C. H. Robinson Worldwide (CHRW) Tops Q4 EPS by 13c, Revenues Miss
C. H. Robinson Worldwide (NASDAQ: CHRW) reported Q4 EPS of $1.34, $0.13 better than the analyst estimate of $1.21. Revenue for the quarter came in at $4.1 billion versus the consensus estimate of $4.27 billion.
“We are pleased with our financial results in 2018. We achieved record levels of net revenues and operating income and a 100 basis point increase in operating income margin. Led by our strong operating performance, we more than doubled our cash flow from operations and returned nearly $600 million to shareholders in 2018,” said John Wiehoff, Chairman and Chief Executive Officer of C.H. Robinson. “Our strong 2018 financial results reflect the strength and hard work of our global network.”
Fourth Quarter Results Summary
- Total revenues increased 4.5 percent to $4.1 billion, driven by growth across most transportation service lines.
- Net revenues increased 13.0 percent to $713.8 million, driven by growth across all transportation service lines.
- Operating expenses increased 8.9 percent to $458.3 million. Personnel expenses increased 8.9 percent to $339.3 million, driven primarily by higher variable compensation expense and a 1.4 percent increase in average headcount. Selling, general and administrative (“SG&A”) expenses increased 8.8 percent to $119.0 million, due primarily to increases in purchased services, occupancy and travel and entertainment.
- Income from operations totaled $255.5 million, up 21.2 percent from last year due to growth in North American Surface Transportation (“NAST”), Global Forwarding and Robinson Fresh, partially offset by a decline in All Other and Corporate. Operating margin of 35.8 percent increased 240 basis points.

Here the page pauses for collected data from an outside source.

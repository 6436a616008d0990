mod label;
mod mask;
mod region;

pub use label::{EightConnected, Labeler};
pub use mask::Mask;
pub use region::{BBox, Region};

use byteorder::{LittleEndian, ReadBytesExt, WriteBytesExt};

use crate::base::{BufLoc, Key, Payload};
use crate::error::{Error, Result};

/// Fixed fields at the head of a segment record: key, four u16 bbox
/// fields, area.
const SEGMENT_FIXED: usize = 16;

/// Materialized segment contents.
#[derive(Debug, Clone)]
pub struct SegmentData {
    pub bbox: BBox,
    pub area: u32,
    pub regions: Vec<Region>,
}

/// The full spatial footprint of one identifier: a bounding box in image
/// coordinates, a pixel area, and the disjoint regions covering it.
///
/// Segments read from a file stay unloaded until fetched.
#[derive(Debug, Clone)]
pub struct Segment {
    pub(crate) key: Key,
    pub(crate) state: Payload<SegmentData>,
}

impl Segment {
    /// Assemble from parts. Every region bbox must lie within `bbox`.
    pub fn new(bbox: BBox, area: u32, regions: Vec<Region>) -> Self {
        for region in &regions {
            assert!(
                bbox.contains(&region.bbox()),
                "region bbox outside segment bbox"
            );
        }
        Segment {
            key: 0,
            state: Payload::Loaded(SegmentData { bbox, area, regions }),
        }
    }

    /// Decompose a mask covering `bbox` into connected regions with the
    /// default labeler. Area is the number of set pixels.
    pub fn from_mask(mask: &Mask, bbox: BBox) -> Self {
        Self::from_mask_with(mask, bbox, &EightConnected)
    }

    /// Like [`Segment::from_mask`] with a caller-supplied labeler.
    ///
    /// Component bboxes come back local to the mask and are lifted into
    /// the global frame by the segment origin.
    pub fn from_mask_with(mask: &Mask, bbox: BBox, labeler: &dyn Labeler) -> Self {
        assert_eq!(
            (mask.rows(), mask.cols()),
            (bbox.height(), bbox.width()),
            "mask shape does not match segment bbox"
        );

        let regions = labeler
            .label(mask)
            .into_iter()
            .map(|(local, cropped)| {
                let global = BBox::new(
                    local.minr + bbox.minr,
                    local.minc + bbox.minc,
                    local.maxr + bbox.minr,
                    local.maxc + bbox.minc,
                );
                Region::new(global, cropped)
            })
            .collect();

        Self::new(bbox, mask.count_ones(), regions)
    }

    pub(crate) fn unloaded(key: Key, loc: BufLoc) -> Self {
        Segment {
            key,
            state: Payload::Unloaded(loc),
        }
    }

    pub fn key(&self) -> Key {
        self.key
    }

    pub fn is_loaded(&self) -> bool {
        self.state.is_loaded()
    }

    /// `None` until fetched.
    pub fn bbox(&self) -> Option<BBox> {
        self.state.get().map(|data| data.bbox)
    }

    /// `None` until fetched.
    pub fn area(&self) -> Option<u32> {
        self.state.get().map(|data| data.area)
    }

    /// `None` until fetched.
    pub fn regions(&self) -> Option<&[Region]> {
        self.state.get().map(|data| data.regions.as_slice())
    }

    /// Reconstruct the full mask over the segment bbox by OR-stamping
    /// each region into its bbox-relative window. `None` until fetched.
    pub fn to_mask(&self) -> Option<Mask> {
        let data = self.state.get()?;
        let mut out = Mask::new(data.bbox.height(), data.bbox.width());

        for region in &data.regions {
            let rb = region.bbox();
            let row0 = (rb.minr - data.bbox.minr) as usize;
            let col0 = (rb.minc - data.bbox.minc) as usize;
            for row in 0..rb.height() {
                for col in 0..rb.width() {
                    if region.mask().get(row, col) {
                        out.set(row0 + row, col0 + col, true);
                    }
                }
            }
        }

        Some(out)
    }
}

pub(crate) fn encode(key: Key, data: &SegmentData, buf: &mut Vec<u8>) {
    buf.write_u32::<LittleEndian>(key).expect("vec write");
    buf.write_u16::<LittleEndian>(data.bbox.minr).expect("vec write");
    buf.write_u16::<LittleEndian>(data.bbox.minc).expect("vec write");
    buf.write_u16::<LittleEndian>(data.bbox.maxr).expect("vec write");
    buf.write_u16::<LittleEndian>(data.bbox.maxc).expect("vec write");
    buf.write_u32::<LittleEndian>(data.area).expect("vec write");
    region::encode_stream(&data.regions, buf);
}

/// Decode one segment record. The stored key must match the lookup
/// table key the record was reached through.
pub(crate) fn decode(buf: &[u8], expected: Key) -> Result<SegmentData> {
    if buf.len() < SEGMENT_FIXED {
        return Err(Error::CorruptLayout(format!(
            "segment record of {} bytes is shorter than its fixed fields",
            buf.len()
        )));
    }

    let mut reader = buf;
    let key = reader.read_u32::<LittleEndian>()?;
    if key != expected {
        return Err(Error::CorruptLayout(format!(
            "segment record stores key {}, reached through key {}",
            key, expected
        )));
    }

    let minr = reader.read_u16::<LittleEndian>()?;
    let minc = reader.read_u16::<LittleEndian>()?;
    let maxr = reader.read_u16::<LittleEndian>()?;
    let maxc = reader.read_u16::<LittleEndian>()?;
    let area = reader.read_u32::<LittleEndian>()?;
    if maxr < minr || maxc < minc {
        return Err(Error::CorruptLayout(format!(
            "inverted segment bbox ({}, {}, {}, {})",
            minr, minc, maxr, maxc
        )));
    }

    let bbox = BBox::new(minr, minc, maxr, maxc);
    let regions = region::decode_stream(&buf[SEGMENT_FIXED..])?;
    for region in &regions {
        if !bbox.contains(&region.bbox()) {
            return Err(Error::CorruptLayout(format!(
                "region bbox {:?} outside segment bbox {:?}",
                region.bbox(),
                bbox
            )));
        }
    }

    Ok(SegmentData { bbox, area, regions })
}

#[cfg(test)]
mod tests {
    use super::*;

    fn encoded(segment: &Segment) -> Vec<u8> {
        let mut buf = Vec::new();
        encode(
            segment.key,
            segment.state.get().expect("segment not loaded"),
            &mut buf,
        );
        buf
    }

    #[test]
    fn record_roundtrip() {
        let mask = Mask::from_rows(&[&[true, true], &[true, false]]);
        let mut segment = Segment::from_mask(&mask, BBox::new(0, 0, 2, 2));
        segment.key = 9;

        let buf = encoded(&segment);
        let data = decode(&buf, 9).expect("decode failed");
        assert_eq!(data.bbox, BBox::new(0, 0, 2, 2));
        assert_eq!(data.area, 3);
        assert_eq!(data.regions.len(), 1);
    }

    #[test]
    fn decode_rejects_key_mismatch() {
        let segment = Segment::new(BBox::new(0, 0, 1, 1), 1, Vec::new());
        let buf = encoded(&segment);
        assert!(decode(&buf, 3).is_err());
    }

    #[test]
    fn zero_region_segment() {
        let segment = Segment::new(BBox::new(0, 0, 8, 8), 0, Vec::new());
        let buf = encoded(&segment);
        assert_eq!(buf.len(), SEGMENT_FIXED);

        let data = decode(&buf, 0).expect("decode failed");
        assert!(data.regions.is_empty());
    }

    #[test]
    fn from_mask_splits_islands() {
        let mut mask = Mask::new(4, 4);
        mask.set(0, 0, true);
        mask.set(3, 3, true);

        // Segment placed away from the origin: region bboxes are global.
        let segment = Segment::from_mask(&mask, BBox::new(10, 20, 14, 24));
        let regions = segment.regions().expect("segment not loaded");
        assert_eq!(regions.len(), 2);
        assert_eq!(regions[0].bbox(), BBox::new(10, 20, 11, 21));
        assert_eq!(regions[1].bbox(), BBox::new(13, 23, 14, 24));
        assert_eq!(segment.area(), Some(2));
    }

    #[test]
    fn to_mask_stamps_regions() {
        let regions = vec![
            Region::new(BBox::new(0, 0, 1, 1), Mask::from_rows(&[&[true]])),
            Region::new(BBox::new(3, 3, 4, 4), Mask::from_rows(&[&[true]])),
        ];
        let segment = Segment::new(BBox::new(0, 0, 4, 4), 2, regions);

        let out = segment.to_mask().expect("segment not loaded");
        for row in 0..4 {
            for col in 0..4 {
                let expected = (row, col) == (0, 0) || (row, col) == (3, 3);
                assert_eq!(out.get(row, col), expected, "pixel ({}, {})", row, col);
            }
        }
    }

    #[test]
    fn mask_decomposition_roundtrip() {
        let mut mask = Mask::new(5, 7);
        mask.set(0, 0, true);
        mask.set(1, 1, true);
        mask.set(4, 6, true);
        mask.set(4, 5, true);

        let segment = Segment::from_mask(&mask, BBox::new(100, 200, 105, 207));
        assert_eq!(segment.to_mask().expect("segment not loaded"), mask);
    }
}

- Interest and other expenses decreased by $8.0 million, driven primarily by a $2.4 million favorable impact from currency revaluation in the fourth quarter of 2018, versus a $6.2 million unfavorable impact in the year-ago period. This was partially offset by higher interest expense due to an increase in interest rates.
- The effective tax rate in the quarter was 23.9 percent compared to 21.1 percent last year. The higher tax rate was driven primarily by one-time tax benefits that totaled $31.8 million in the year-ago period, partially offset by a $28.4 million benefit in the current period from the Tax Cuts and Jobs Act of 2017.
- Net income totaled $187.2 million, up 22.7 percent from a year ago. Diluted EPS of $1.34 increased 24.0 percent.
Outlook
“As we turn to 2019, we are remain focused on top-line growth and operating margin expansion and believe our continued investments in technology will help enable us to achieve these objectives,” said John Wiehoff. “We are also committed to strong cash returns to shareholders.”
John added, “A critical part of our strategy is to make investments that add value for our customers and carriers and drive growth for our business, regardless of where we are in the freight cycle. I remain as confident as ever that we have the right people, processes and technology to continue to win in the marketplace.”